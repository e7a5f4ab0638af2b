//! Integration tests for signup, verification, login and promotion.

mod common;

use chrono::{Duration, Utc};

use common::{harness, TEST_CODE};
use ticketa_server::config::VerificationMode;
use ticketa_server::models::Role;
use ticketa_server::services::{AuthFlowError, SignupInput, SignupOutcome};
use ticketa_server::store::Store;

const VALID_CNPJ: &str = "11.222.333/0001-81";

fn signup_input(email: &str) -> SignupInput {
    SignupInput {
        name: "Alice Doe".to_string(),
        email: email.to_string(),
        password: "secret123".to_string(),
        role: None,
        company_name: None,
        cnpj: None,
    }
}

#[tokio::test]
async fn test_signup_sends_code_and_blocks_login_until_verified() {
    let h = harness(VerificationMode::Email);

    let outcome = h
        .state
        .auth
        .signup(signup_input("Alice@Example.com"))
        .await
        .unwrap();
    match outcome {
        SignupOutcome::VerificationSent { email, demo } => {
            assert_eq!(email, "alice@example.com");
            assert!(demo.is_none());
        }
        other => panic!("unexpected outcome: {other:?}"),
    }

    let sent = h.mailer.sent();
    assert_eq!(sent.len(), 1);
    assert_eq!(sent[0].to, "alice@example.com");
    assert!(sent[0].html.contains(TEST_CODE));

    let stored = h
        .store
        .find_user_by_email("alice@example.com")
        .await
        .unwrap()
        .unwrap();
    assert!(!stored.is_verified());
    assert_ne!(stored.verify_code_hash.as_deref(), Some(TEST_CODE));

    let err = h
        .state
        .auth
        .login("alice@example.com", "secret123")
        .await
        .unwrap_err();
    assert!(matches!(err, AuthFlowError::VerificationRequired));

    let session = h
        .state
        .auth
        .verify_email("alice@example.com", TEST_CODE)
        .await
        .unwrap();
    assert_eq!(session.user.role, Role::Attendee);
    assert!(session.user.email_verified_at.is_some());

    let claims = h.state.tokens.verify_token(&session.token).unwrap();
    assert_eq!(claims.sub, session.user.id);

    let session = h
        .state
        .auth
        .login("alice@example.com", "secret123")
        .await
        .unwrap();
    assert_eq!(session.user.email, "alice@example.com");
}

#[tokio::test]
async fn test_verified_email_cannot_sign_up_again() {
    let h = harness(VerificationMode::Email);
    h.state
        .auth
        .signup(signup_input("bob@example.com"))
        .await
        .unwrap();
    h.state
        .auth
        .verify_email("bob@example.com", TEST_CODE)
        .await
        .unwrap();

    let err = h
        .state
        .auth
        .signup(signup_input("bob@example.com"))
        .await
        .unwrap_err();
    assert!(matches!(err, AuthFlowError::EmailInUse));
}

#[tokio::test]
async fn test_unverified_signup_can_be_repeated() {
    let h = harness(VerificationMode::Email);
    h.state
        .auth
        .signup(signup_input("carol@example.com"))
        .await
        .unwrap();

    let mut again = signup_input("carol@example.com");
    again.password = "another-secret".to_string();
    let err = h.state.auth.signup(again.clone()).await.unwrap_err();
    assert!(matches!(err, AuthFlowError::TooSoon));
    assert_eq!(h.mailer.sent().len(), 1);

    let mut user = h
        .store
        .find_user_by_email("carol@example.com")
        .await
        .unwrap()
        .unwrap();
    user.verify_code_expires_at = Some(Utc::now() + Duration::seconds(30));
    h.store.update_user(&user).await.unwrap();

    h.state.auth.signup(again).await.unwrap();
    assert_eq!(h.mailer.sent().len(), 2);

    h.state
        .auth
        .verify_email("carol@example.com", TEST_CODE)
        .await
        .unwrap();
    let login = h
        .state
        .auth
        .login("carol@example.com", "another-secret")
        .await;
    assert!(login.is_ok());
    assert!(matches!(
        h.state
            .auth
            .login("carol@example.com", "secret123")
            .await
            .unwrap_err(),
        AuthFlowError::InvalidCredentials
    ));
}

#[tokio::test]
async fn test_signup_validation_reports_fields() {
    let h = harness(VerificationMode::Email);
    let input = SignupInput {
        name: "Al".to_string(),
        email: "not-an-email".to_string(),
        password: "123".to_string(),
        role: Some(Role::Admin),
        company_name: None,
        cnpj: Some("12345678000100".to_string()),
    };

    let err = h.state.auth.signup(input).await.unwrap_err();
    let AuthFlowError::Invalid(issues) = err else {
        panic!("expected validation failure, got {err:?}");
    };
    let fields: Vec<&str> = issues.0.iter().map(|i| i.field.as_str()).collect();
    assert_eq!(fields, vec!["name", "email", "password", "role", "cnpj"]);
}

#[tokio::test]
async fn test_wrong_and_expired_codes_are_rejected() {
    let h = harness(VerificationMode::Email);
    h.state
        .auth
        .signup(signup_input("dave@example.com"))
        .await
        .unwrap();

    let err = h
        .state
        .auth
        .verify_email("dave@example.com", "654321")
        .await
        .unwrap_err();
    assert!(matches!(err, AuthFlowError::InvalidCode));

    let err = h
        .state
        .auth
        .verify_email("dave@example.com", "12ab56")
        .await
        .unwrap_err();
    assert!(matches!(err, AuthFlowError::Invalid(_)));

    let mut user = h
        .store
        .find_user_by_email("dave@example.com")
        .await
        .unwrap()
        .unwrap();
    user.verify_code_expires_at = Some(Utc::now() - Duration::seconds(1));
    h.store.update_user(&user).await.unwrap();

    let err = h
        .state
        .auth
        .verify_email("dave@example.com", TEST_CODE)
        .await
        .unwrap_err();
    assert!(matches!(err, AuthFlowError::CodeExpired));
}

#[tokio::test]
async fn test_verify_unknown_or_already_verified() {
    let h = harness(VerificationMode::Email);

    let err = h
        .state
        .auth
        .verify_email("ghost@example.com", TEST_CODE)
        .await
        .unwrap_err();
    assert!(matches!(err, AuthFlowError::NotFound));

    h.state
        .auth
        .signup(signup_input("erin@example.com"))
        .await
        .unwrap();
    h.state
        .auth
        .verify_email("erin@example.com", TEST_CODE)
        .await
        .unwrap();

    let err = h
        .state
        .auth
        .verify_email("erin@example.com", TEST_CODE)
        .await
        .unwrap_err();
    assert!(matches!(err, AuthFlowError::NoPendingVerification));
}

#[tokio::test]
async fn test_resend_respects_cooldown() {
    let h = harness(VerificationMode::Email);
    h.state
        .auth
        .signup(signup_input("frank@example.com"))
        .await
        .unwrap();

    let err = h
        .state
        .auth
        .resend_code("frank@example.com")
        .await
        .unwrap_err();
    assert!(matches!(err, AuthFlowError::TooSoon));
    assert_eq!(h.mailer.sent().len(), 1);

    let mut user = h
        .store
        .find_user_by_email("frank@example.com")
        .await
        .unwrap()
        .unwrap();
    user.verify_code_expires_at = Some(Utc::now() + Duration::seconds(30));
    h.store.update_user(&user).await.unwrap();

    let demo = h.state.auth.resend_code("frank@example.com").await.unwrap();
    assert!(demo.is_none());
    assert_eq!(h.mailer.sent().len(), 2);

    let user = h
        .store
        .find_user_by_email("frank@example.com")
        .await
        .unwrap()
        .unwrap();
    let expires_at = user.verify_code_expires_at.unwrap();
    assert!(expires_at > Utc::now() + Duration::minutes(14));
}

#[tokio::test]
async fn test_resend_rejects_unknown_and_verified() {
    let h = harness(VerificationMode::Email);

    let err = h
        .state
        .auth
        .resend_code("nobody@example.com")
        .await
        .unwrap_err();
    assert!(matches!(err, AuthFlowError::NotFound));

    h.state
        .auth
        .signup(signup_input("gina@example.com"))
        .await
        .unwrap();
    h.state
        .auth
        .verify_email("gina@example.com", TEST_CODE)
        .await
        .unwrap();

    let err = h
        .state
        .auth
        .resend_code("gina@example.com")
        .await
        .unwrap_err();
    assert!(matches!(err, AuthFlowError::AlreadyVerified));
}

#[tokio::test]
async fn test_demo_mode_exposes_code_without_mail() {
    let h = harness(VerificationMode::DemoExposeCode);

    let outcome = h
        .state
        .auth
        .signup(signup_input("hank@example.com"))
        .await
        .unwrap();
    let SignupOutcome::VerificationSent { demo: Some(demo), .. } = outcome else {
        panic!("expected demo code in outcome");
    };
    assert_eq!(demo.code, TEST_CODE);
    assert!(h.mailer.sent().is_empty());

    let demo = h.state.auth.resend_code("hank@example.com").await.unwrap();
    assert_eq!(demo.map(|d| d.code).as_deref(), Some(TEST_CODE));
}

#[tokio::test]
async fn test_auto_verify_returns_session() {
    let h = harness(VerificationMode::DemoAutoVerify);

    let outcome = h
        .state
        .auth
        .signup(signup_input("ivy@example.com"))
        .await
        .unwrap();
    let SignupOutcome::AutoVerified { token, user } = outcome else {
        panic!("expected auto-verified outcome");
    };
    assert!(user.email_verified_at.is_some());
    assert_eq!(h.state.tokens.verify_token(&token).unwrap().sub, user.id);
    let login = h.state.auth.login("ivy@example.com", "secret123").await;
    assert!(login.is_ok());
}

#[tokio::test]
async fn test_login_with_unknown_email_is_invalid_credentials() {
    let h = harness(VerificationMode::Email);
    let err = h
        .state
        .auth
        .login("nobody@example.com", "whatever")
        .await
        .unwrap_err();
    assert!(matches!(err, AuthFlowError::InvalidCredentials));
}

#[tokio::test]
async fn test_become_organizer() {
    let h = harness(VerificationMode::DemoAutoVerify);
    let SignupOutcome::AutoVerified { user, .. } =
        h.state
            .auth
            .signup(signup_input("jack@example.com"))
            .await
            .unwrap()
    else {
        panic!("expected auto-verified outcome");
    };

    let err = h
        .state
        .auth
        .become_organizer(user.id, "Jack Events", "11.111.111/1111-11")
        .await
        .unwrap_err();
    assert!(matches!(err, AuthFlowError::InvalidTaxId));

    let session = h
        .state
        .auth
        .become_organizer(user.id, "Jack Events", VALID_CNPJ)
        .await
        .unwrap();
    assert_eq!(session.user.role, Role::Organizer);
    assert_eq!(session.user.org_cnpj.as_deref(), Some("11222333000181"));
    let claims = h.state.tokens.verify_token(&session.token).unwrap();
    assert_eq!(claims.role, Role::Organizer);

    let err = h
        .state
        .auth
        .become_organizer(user.id, "Jack Events", VALID_CNPJ)
        .await
        .unwrap_err();
    assert!(matches!(err, AuthFlowError::AlreadyOrganizer));
}

#[tokio::test]
async fn test_tax_id_is_unique_across_organizers() {
    let h = harness(VerificationMode::DemoAutoVerify);
    let SignupOutcome::AutoVerified { user: first, .. } =
        h.state
            .auth
            .signup(signup_input("kate@example.com"))
            .await
            .unwrap()
    else {
        panic!("expected auto-verified outcome");
    };
    let SignupOutcome::AutoVerified { user: second, .. } =
        h.state
            .auth
            .signup(signup_input("liam@example.com"))
            .await
            .unwrap()
    else {
        panic!("expected auto-verified outcome");
    };

    h.state
        .auth
        .become_organizer(first.id, "Kate Shows", VALID_CNPJ)
        .await
        .unwrap();
    let err = h
        .state
        .auth
        .become_organizer(second.id, "Liam Shows", VALID_CNPJ)
        .await
        .unwrap_err();
    assert!(matches!(err, AuthFlowError::TaxIdInUse));
}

> **EXERCISE PROMPT**:
Your answer must be one number: how many lines of the entries hold the string "frank".

> **TASK OUTPUT**:
5